- Exercise objective: Retype each record shown below, leaving every character as it is.

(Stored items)
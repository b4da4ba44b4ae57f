use std::time::Duration;

use anyhow::{Context, Result};
use ehw_config::{resolve_secrets, ResolvedSecrets, UnusedKeyPolicy, WatchConfig};
use ehw_diff::{DiffOptions, ReportOptions};
use ehw_notify::{Notifier, StdoutNotifier, TelegramNotifier, TelegramNotifierConfig};
use ehw_runtime::{run_once, RunContext, RunOptions};
use ehw_source::{PageSource, PageSourceConfig};
use ehw_store::SnapshotStore;

use super::{load_watch_config, today_in};

pub async fn run(config_paths: &[String], dry_run: bool, strict_config: bool) -> Result<()> {
    let policy = if strict_config {
        UnusedKeyPolicy::Fail
    } else {
        UnusedKeyPolicy::Warn
    };
    let (_loaded, cfg) = load_watch_config(config_paths, policy)?;
    let secrets = resolve_secrets(&cfg, !dry_run)?;

    let source = PageSource::new(page_source_config(&cfg)).context("build page source")?;
    let store = SnapshotStore::new(&cfg.store.path);
    let notifier: Box<dyn Notifier> = if dry_run {
        Box::new(StdoutNotifier)
    } else {
        Box::new(telegram_notifier(&cfg, &secrets)?)
    };

    let opts = RunOptions {
        fund_code: cfg.fund.code.clone(),
        report: ReportOptions {
            title: cfg.report_title(),
        },
        diff: DiffOptions {
            min_abs_share_delta: cfg.report.min_abs_share_delta,
        },
        date: today_in(cfg.timezone()?),
    };

    let ctx = RunContext {
        source: &source,
        notifier: notifier.as_ref(),
        store: &store,
    };
    let summary = run_once(&ctx, &opts).await.context("watch run failed")?;

    println!(
        "run_ok holdings={} added={} removed={} adjusted={} report_delivered={} delivery_failures={} skipped={} duplicates={}",
        summary.current_holdings,
        summary.added,
        summary.removed,
        summary.adjusted,
        summary.report_delivered,
        summary.delivery_failures,
        summary.skipped_entries,
        summary.duplicate_codes
    );
    Ok(())
}

pub async fn notify_test(config_paths: &[String]) -> Result<()> {
    let (_loaded, cfg) = load_watch_config(config_paths, UnusedKeyPolicy::Warn)?;
    let secrets = resolve_secrets(&cfg, true)?;
    let notifier = telegram_notifier(&cfg, &secrets)?;

    let now = chrono::Utc::now().with_timezone(&cfg.timezone()?);
    let text = format!(
        "✅ {} watcher test message ({})",
        cfg.fund.code,
        now.format("%Y-%m-%d %H:%M")
    );
    notifier
        .deliver(&text)
        .await
        .context("test message delivery failed")?;
    println!("notify_test_ok");
    Ok(())
}

fn page_source_config(cfg: &WatchConfig) -> PageSourceConfig {
    PageSourceConfig {
        url: cfg.source.url.clone(),
        element_id: cfg.source.element_id.clone(),
        attribute: cfg.source.attribute.clone(),
        user_agent: cfg.source.user_agent.clone(),
        timeout: Duration::from_secs(cfg.source.timeout_secs),
    }
}

fn telegram_notifier(cfg: &WatchConfig, secrets: &ResolvedSecrets) -> Result<TelegramNotifier> {
    let (token, chat_id) = secrets.telegram().with_context(|| {
        format!(
            "SECRETS_MISSING: telegram requires env vars '{}' and '{}'",
            cfg.telegram.token_env, cfg.telegram.chat_id_env
        )
    })?;
    TelegramNotifier::new(TelegramNotifierConfig {
        api_base: cfg.telegram.api_base.clone(),
        token: token.to_string(),
        chat_id: chat_id.to_string(),
        parse_mode: cfg.telegram.parse_mode.clone(),
        timeout: Duration::from_secs(cfg.telegram.timeout_secs),
    })
    .context("build telegram notifier")
}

- The answer:
repository b4da4ba44b4ae57f
use std::time::Duration;

use anyhow::{Context, Result};
use ehw_config::{resolve_secrets, ResolvedSecrets, UnusedKeyPolicy, WatchConfig};
use ehw_diff::{DiffOptions, ReportOptions};
use ehw_notify::{Notifier, StdoutNotifier, TelegramNotifier, TelegramNotifierConfig};
use ehw_runtime::{run_once, RunContext, RunOptions};
use ehw_source::{PageSource, PageSourceConfig};
use ehw_store::SnapshotStore;

use super::{load_watch_config, today_in};

pub async fn run(config_paths: &[String], dry_run: bool, strict_config: bool) -> Result<()> {
    let policy = if strict_config {
        UnusedKeyPolicy::Fail
    } else {
        UnusedKeyPolicy::Warn
    };
    let (_loaded, cfg) = load_watch_config(config_paths, policy)?;
    let secrets = resolve_secrets(&cfg, !dry_run)?;

    let source = PageSource::new(page_source_config(&cfg)).context("build page source")?;
    let store = SnapshotStore::new(&cfg.store.path);
    let notifier: Box<dyn Notifier> = if dry_run {
        Box::new(StdoutNotifier)
    } else {
        Box::new(telegram_notifier(&cfg, &secrets)?)
    };

    let opts = RunOptions {
        fund_code: cfg.fund.code.clone(),
        report: ReportOptions {
            title: cfg.report_title(),
        },
        diff: DiffOptions {
            min_abs_share_delta: cfg.report.min_abs_share_delta,
        },
        date: today_in(cfg.timezone()?),
    };

    let ctx = RunContext {
        source: &source,
        notifier: notifier.as_ref(),
        store: &store,
    };
    let summary = run_once(&ctx, &opts).await.context("watch run failed")?;

    println!(
        "run_ok holdings={} added={} removed={} adjusted={} report_delivered={} delivery_failures={} skipped={} duplicates={}",
        summary.current_holdings,
        summary.added,
        summary.removed,
        summary.adjusted,
        summary.report_delivered,
        summary.delivery_failures,
        summary.skipped_entries,
        summary.duplicate_codes
    );
    Ok(())
}

pub async fn notify_test(config_paths: &[String]) -> Result<()> {
    let (_loaded, cfg) = load_watch_config(config_paths, UnusedKeyPolicy::Warn)?;
    let secrets = resolve_secrets(&cfg, true)?;
    let notifier = telegram_notifier(&cfg, &secrets)?;

    let now = chrono::Utc::now().with_timezone(&cfg.timezone()?);
    let text = format!(
        "✅ {} watcher test message ({})",
        cfg.fund.code,
        now.format("%Y-%m-%d %H:%M")
    );
    notifier
        .deliver(&text)
        .await
        .context("test message delivery failed")?;
    println!("notify_test_ok");
    Ok(())
}

fn page_source_config(cfg: &WatchConfig) -> PageSourceConfig {
    PageSourceConfig {
        url: cfg.source.url.clone(),
        element_id: cfg.source.element_id.clone(),
        attribute: cfg.source.attribute.clone(),
        user_agent: cfg.source.user_agent.clone(),
        timeout: Duration::from_secs(cfg.source.timeout_secs),
    }
}

fn telegram_notifier(cfg: &WatchConfig, secrets: &ResolvedSecrets) -> Result<TelegramNotifier> {
    let (token, chat_id) = secrets.telegram().with_context(|| {
        format!(
            "SECRETS_MISSING: telegram requires env vars '{}' and '{}'",
            cfg.telegram.token_env, cfg.telegram.chat_id_env
        )
    })?;
    TelegramNotifier::new(TelegramNotifierConfig {
        api_base: cfg.telegram.api_base.clone(),
        token: token.to_string(),
        chat_id: chat_id.to_string(),
        parse_mode: cfg.telegram.parse_mode.clone(),
        timeout: Duration::from_secs(cfg.telegram.timeout_secs),
    })
    .context("build telegram notifier")
}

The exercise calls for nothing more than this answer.